同じ睡眠導入薬を使うにしても、「1錠飲んだら結構よく眠れた。2錠飲んだらもっと気持がいいんじゃないかな?」と考えて、一日の目的が快適な睡眠を得ることと履き違えて、どんどん増量していくのが過度の依存であって、いわゆる依存症の状態です。
アルコールへの依存もその依存の程度が問題であることは言うまでもありませんが、趣味や道楽といわれているものも、実はそのことに依存した状態です。ゴルフや釣りを趣味にしていらっしゃる方は少なくないと思います。
仕事でストレスフルな毎日を送っていらっしゃる方にとって久々の休日グリーンの上で球を叩きながら歩く行為や、船縁から釣り糸を垂れている時間は、脱日常のきわめて有用なストレス解消になっています。趣味や道楽に依存することで知らず知らずのうちには精神障害に陥ることが予防されているのです。
ところがこれも程度問題です。いくら健康によい趣味とは言っても、病膏肓に入って仕事をそっちのけでゴルフや釣りにばかり興じることになれば話が違ってきます。立派なゴルフ依存症、釣り依存症の出来上がりです。

このように「依存」そのものは良くも悪くもありません。依存することによって本人および家族の健全な生活が害されたり、社会に重大な損害を与える。あるいは依存の程度が過度になって依存することが人生の目的に変わってしまうような本末転倒の状況になった時に「依存症」と呼び、治療の対象となるのです。

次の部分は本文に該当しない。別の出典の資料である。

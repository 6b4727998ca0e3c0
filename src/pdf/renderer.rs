//! Document rendering stages
//!
//! Each stage takes the document as bytes and returns the changed document as
//! bytes, so stages can be chained or swapped independently.

use lopdf::Document;
use crate::asset::RenderedAsset;
use crate::error::{Error, Result};
use crate::pdf::place::place_assets;
use crate::pdf::replace::replace_text;
use crate::substitute::ReplacementSet;

/// Provides PDF loading, text interpolation and image stamping
pub trait PdfRenderer {
    /// Parse a template and serialize it back as a normalized document
    fn render_from_template(&self, template: &[u8]) -> Result<Vec<u8>>;

    /// Run search and replace over the text of every page
    fn render_search_and_replace_text(&self, pdf: &[u8], replacements: &ReplacementSet) -> Result<Vec<u8>>;

    /// Stamp rendered assets onto the single page of the document
    fn render_assets(&self, pdf: &[u8], assets: &[RenderedAsset]) -> Result<Vec<u8>>;
}

/// Renderer backed by lopdf
#[derive(Debug, Clone, Copy, Default)]
pub struct LopdfRenderer;

impl LopdfRenderer {
    fn load(pdf: &[u8]) -> Result<Document> {
        Document::load_mem(pdf).map_err(|e| Error::render("PDF document could not be parsed", e))
    }

    fn save(doc: &mut Document) -> Result<Vec<u8>> {
        let mut out = Vec::new();
        doc.save_to(&mut out)
            .map_err(|e| Error::render("PDF document could not be serialized", e))?;
        Ok(out)
    }
}

impl PdfRenderer for LopdfRenderer {
    fn render_from_template(&self, template: &[u8]) -> Result<Vec<u8>> {
        let mut doc = Self::load(template)?;
        log::debug!("Loaded template with {} page(s)", doc.get_pages().len());
        Self::save(&mut doc)
    }

    fn render_search_and_replace_text(&self, pdf: &[u8], replacements: &ReplacementSet) -> Result<Vec<u8>> {
        let mut doc = Self::load(pdf)?;
        let rewritten = replace_text(&mut doc, replacements)?;
        log::info!("Replaced text in {} operand(s)", rewritten);
        Self::save(&mut doc)
    }

    fn render_assets(&self, pdf: &[u8], assets: &[RenderedAsset]) -> Result<Vec<u8>> {
        let mut doc = Self::load(pdf)?;
        place_assets(&mut doc, assets)?;
        doc.compress();
        Self::save(&mut doc)
    }
}
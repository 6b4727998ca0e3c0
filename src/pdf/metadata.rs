//! PDF metadata and page geometry

use std::path::Path;
use lopdf::{Dictionary, Document, Object, ObjectId};
use crate::error::{Error, Result};
use crate::layout::PageBounds;

/// PDF metadata
#[derive(Debug, Clone)]
pub struct PdfMetadata {
    /// Number of pages in the PDF
    pub page_count: usize,
    /// Document title (if present)
    pub title: Option<String>,
    /// Document author (if present)
    pub author: Option<String>,
    /// Size of the first page
    pub first_page: Option<PageBounds>,
}

/// Extract metadata from a PDF file
pub fn extract_metadata(path: &Path) -> Result<PdfMetadata> {
    if !path.exists() {
        return Err(Error::FileNotFound(path.to_path_buf()));
    }

    let doc = Document::load(path)?;
    let pages = doc.get_pages();

    let first_page = pages
        .values()
        .next()
        .map(|page_id| page_bounds(&doc, *page_id));

    Ok(PdfMetadata {
        page_count: pages.len(),
        title: info_string(&doc, b"Title"),
        author: info_string(&doc, b"Author"),
        first_page,
    })
}

/// Count the number of pages in a PDF file
pub fn count_pages(path: &Path) -> Result<usize> {
    if !path.exists() {
        return Err(Error::FileNotFound(path.to_path_buf()));
    }

    let doc = Document::load(path)?;
    Ok(doc.get_pages().len())
}

fn info_string(doc: &Document, key: &[u8]) -> Option<String> {
    let info = match doc.trailer.get(b"Info").ok()? {
        Object::Reference(id) => doc.get_dictionary(*id).ok()?,
        Object::Dictionary(dict) => dict,
        _ => return None,
    };

    let bytes = info.get(key).ok()?.as_str().ok()?;
    String::from_utf8(bytes.to_vec()).ok()
}

/// Size of a page from its MediaBox
///
/// The box is looked up on the page and then up the `/Parent` chain. Pages
/// without any MediaBox are treated as US Letter.
pub fn page_bounds(doc: &Document, page_id: ObjectId) -> PageBounds {
    let mut current = doc.get_dictionary(page_id).ok();
    // page trees are shallow, the bound guards against reference cycles
    for _ in 0..32 {
        let Some(dict) = current else { break };

        if let Some(rect) = media_box(doc, dict) {
            return PageBounds::from_rect(rect);
        }

        current = match dict.get(b"Parent") {
            Ok(Object::Reference(parent_id)) => doc.get_dictionary(*parent_id).ok(),
            _ => None,
        };
    }

    PageBounds::letter()
}

fn media_box(doc: &Document, dict: &Dictionary) -> Option<[f32; 4]> {
    let object = match dict.get(b"MediaBox").ok()? {
        Object::Reference(id) => doc.get_object(*id).ok()?,
        other => other,
    };

    let values = object.as_array().ok()?;
    if values.len() != 4 {
        return None;
    }

    let mut rect = [0.0f32; 4];
    for (slot, value) in rect.iter_mut().zip(values) {
        *slot = match value {
            Object::Integer(n) => *n as f32,
            Object::Real(n) => *n,
            _ => return None,
        };
    }
    Some(rect)
}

違法薬物に指定されている薬は、程度の差はありますが、依存対象、それによる影響、程度のどの点から考えても人間との間に良い依存を形成することが困難です。ですからこういった薬物は1回使用した時点で「依存症」が形成されると考えるべきです。「ためしに1回」という誘惑に負けないでいただきたい。
違法薬物の依存症がなぜ法律で規制しなければならないほど危険なのかという点については後日お話します。